The answer must be a single number: the count of lines in these records that hold "true".

◆ Saved entries:
+++++

#[cfg(test)]
mod tests {
    use super::*;

    fn alphabet() -> Alphabet {
        let mut content = String::new();
        for (upper, lower) in ('A'..='Z').zip('a'..='z') {
            content.push(upper);
            content.push(lower);
            content.push('\n');
        }
        Alphabet::parse(&content).unwrap()
    }

    fn grammar(line: &str) -> Constraint {
        Constraint::from_tag(&Tag::parse(line).unwrap()).unwrap()
    }

    fn entry(line: &str) -> TextTag {
        TextTag::from_entry(&DelaEntry::parse(line).unwrap())
    }

    fn raw(s: &str) -> TextTag {
        TextTag::Raw(s.to_string())
    }

    #[test]
    fn epsilon_has_no_constraint() {
        assert_eq!(Constraint::from_tag(&Tag::parse("%<E>").unwrap()), None);
        assert_eq!(Constraint::from_tag(&Tag::parse("%$a(").unwrap()), None);
    }

    #[test]
    fn literal() {
        let a = alphabet();
        let c = grammar("%chat");
        assert!(c.check(&raw("chat"), &a).unwrap());
        assert!(!c.check(&raw("Chat"), &a).unwrap());
        assert!(c.check(&entry("chat,.N"), &a).unwrap());
    }

    #[test]
    fn literal_with_case_variants() {
        let a = alphabet();
        let c = grammar("@paris");
        assert!(c.check(&raw("Paris"), &a).unwrap());
        assert!(c.check(&raw("PARIS"), &a).unwrap());
        assert!(!c.check(&raw("Pari"), &a).unwrap());
    }

    #[test]
    fn meta_classes_on_raw_tokens() {
        let a = alphabet();
        assert!(grammar("%<MOT>").check(&raw("chat"), &a).unwrap());
        assert!(!grammar("%<MOT>").check(&raw(","), &a).unwrap());
        assert!(!grammar("%<DIC>").check(&raw("chat"), &a).unwrap());
        assert!(grammar("%<PRE>").check(&raw("Paris"), &a).unwrap());
        assert!(!grammar("%<PRE>").check(&raw("paris"), &a).unwrap());
        assert!(grammar("%<MIN>").check(&raw("paris"), &a).unwrap());
        assert!(!grammar("%<MIN>").check(&raw("Paris"), &a).unwrap());
        assert!(grammar("%<MAJ>").check(&raw("ONU"), &a).unwrap());
        assert!(!grammar("%<MAJ>").check(&raw("Onu"), &a).unwrap());
    }

    #[test]
    fn negated_meta_on_non_letter() {
        let a = alphabet();
        assert!(grammar("%<!MOT>").check(&raw(","), &a).unwrap());
        assert!(grammar("%<!MOT>").check(&raw(""), &a).unwrap());
        assert!(!grammar("%<!MOT>").check(&raw("chat"), &a).unwrap());
    }

    #[test]
    fn dic_matches_entries() {
        let a = alphabet();
        assert!(grammar("%<DIC>").check(&entry("chat,.N"), &a).unwrap());
        assert!(!grammar("%<!DIC>").check(&entry("chat,.N"), &a).unwrap());
    }

    #[test]
    fn meta_partition_on_letter_tokens() {
        let a = alphabet();
        for word in ["chat", "Paris", "ONU"] {
            let mot = grammar("%<MOT>").check(&raw(word), &a).unwrap();
            let dic = grammar("%<DIC>").check(&raw(word), &a).unwrap();
            assert!(mot && !dic, "{word}");
        }
    }

    #[test]
    fn unknown_meta_is_a_shape_error() {
        let a = alphabet();
        let c = Constraint::Meta {
            class: MetaClass::from_name("XYZ"),
            negated: false,
        };
        assert!(matches!(
            c.check(&raw("chat"), &a),
            Err(ConstraintError::UnreachableConstraintShape(_))
        ));
        assert!(!c.is_satisfied_by(&raw("chat"), &a));
    }

    #[test]
    fn token_matches_anything() {
        let a = alphabet();
        let c = grammar("%<TOKEN>");
        assert_eq!(
            c,
            Constraint::Meta {
                class: MetaClass::Token,
                negated: false
            }
        );
        for t in [raw("chat"), raw(","), raw("12"), entry("rarement,.ADV")] {
            assert!(c.check(&t, &a).unwrap(), "{t:?}");
            assert!(!grammar("%<!TOKEN>").check(&t, &a).unwrap(), "{t:?}");
        }
    }

    #[test]
    fn nb_matches_digit_sequences() {
        let a = alphabet();
        let c = grammar("%<NB>");
        assert!(c.check(&raw("1984"), &a).unwrap());
        assert!(!c.check(&raw("chat"), &a).unwrap());
        assert!(!c.check(&raw("12a"), &a).unwrap());
        assert!(!c.check(&raw(","), &a).unwrap());
        assert!(grammar("%<!NB>").check(&raw("chat"), &a).unwrap());
        assert!(!grammar("%<!NB>").check(&raw("7"), &a).unwrap());
    }

    #[test]
    fn raw_token_needs_raw_constraint() {
        let a = alphabet();
        assert!(!grammar("%<N>").check(&raw("chat"), &a).unwrap());
        assert!(!grammar("%<chat.N>").check(&raw("chat"), &a).unwrap());
    }

    #[test]
    fn lemma_or_code() {
        let a = alphabet();
        let le = entry("les,le.DET:mp");
        assert!(grammar("%<DET>").check(&le, &a).unwrap());
        assert!(grammar("%<le>").check(&le, &a).unwrap());
        assert!(!grammar("%<N>").check(&le, &a).unwrap());
        assert!(!grammar("%<la>").check(&le, &a).unwrap());
    }

    #[test]
    fn lemma_with_codes() {
        let a = alphabet();
        let c = grammar("%<le.DET:p>");
        assert!(c.check(&entry("les,le.DET:mp"), &a).unwrap());
        assert!(!c.check(&entry("le,le.DET:ms"), &a).unwrap());
        assert!(!c.check(&entry("les,les.DET:mp"), &a).unwrap());
    }

    #[test]
    fn full_mask() {
        let a = alphabet();
        let c = grammar("%<les,le.DET>");
        assert!(c.check(&entry("les,le.DET:mp"), &a).unwrap());
        assert!(c.check(&entry("LES,le.DET:mp"), &a).unwrap());
        assert!(!c.check(&entry("la,le.DET:fs"), &a).unwrap());
    }

    fn assert_negation_flips(lines: &[&str], tags: &[TextTag]) {
        let a = alphabet();
        for line in lines {
            let c = grammar(line);
            let n = c.clone().with_negation(true);
            for t in tags {
                assert_eq!(
                    n.check(t, &a).unwrap(),
                    !c.check(t, &a).unwrap(),
                    "{line} on {t:?}"
                );
            }
        }
    }

    #[test]
    fn negation_symmetry() {
        let raw_tags = [raw("chat"), raw(","), raw("Paris"), raw("42")];
        let entries = [entry("les,le.DET:mp"), entry("chat,.N+z1:ms")];
        let surface = [
            "%chat", "@paris", "%<MOT>", "%<DIC>", "%<MIN>", "%<MAJ>", "%<PRE>", "%<NB>",
            "%<TOKEN>",
        ];
        assert_negation_flips(&surface, &raw_tags);
        assert_negation_flips(&surface, &entries);
        let lexical = ["%<DET>", "%<le>", "%<le.DET>", "%<les,le.DET:p>", "%<N+z1>"];
        assert_negation_flips(&lexical, &entries);
    }

    #[test]
    fn negated_lexical_mask_fails_on_raw_token() {
        let a = alphabet();
        for line in ["%<!DET>", "%<!le.DET>", "%<!les,le.DET:p>"] {
            assert!(!grammar(line).check(&raw("chat"), &a).unwrap(), "{line}");
        }
    }

    #[test]
    fn missing_alternative_is_reported() {
        let a = alphabet();
        let c = Constraint::LemmaOnly {
            lemma: "le".to_string(),
            alternative: None,
            negated: false,
        };
        assert!(matches!(
            c.check(&entry("le,.DET"), &a),
            Err(ConstraintError::MissingAlternative(_))
        ));
        assert!(!c.is_satisfied_by(&entry("le,.DET"), &a));
    }

    #[test]
    fn transduction_shapes() {
        assert_eq!(Constraint::from_transduction(""), None);
        assert!(matches!(
            Constraint::from_transduction("chat"),
            Some(Constraint::Literal { .. })
        ));
        assert_eq!(
            Constraint::from_transduction("<!MOT>"),
            Some(Constraint::Meta {
                class: MetaClass::Mot,
                negated: true
            })
        );
        assert!(matches!(
            Constraint::from_transduction("<DET>"),
            Some(Constraint::LemmaOnly { alternative: Some(_), .. })
        ));
        assert!(matches!(
            Constraint::from_transduction("<le.DET:ms>"),
            Some(Constraint::LemmaWithCodes { .. })
        ));
        assert!(matches!(
            Constraint::from_transduction("{les,le.DET:mp}"),
            Some(Constraint::Full { .. })
        ));
        assert!(matches!(
            Constraint::from_transduction("<les,le>"),
            Some(Constraint::InflectedLemma { .. })
        ));
    }

    #[test]
    fn inflected_lemma_without_codes_is_unreachable() {
        let a = alphabet();
        let c = Constraint::from_transduction("<les,le>").unwrap();
        assert!(matches!(
            c.check(&entry("les,le.DET:mp"), &a),
            Err(ConstraintError::UnreachableConstraintShape(_))
        ));
        // Raw tokens never reach the lexical rules.
        assert_eq!(c.check(&raw("les"), &a), Ok(false));
    }
}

+++++

◆ Written reply: 2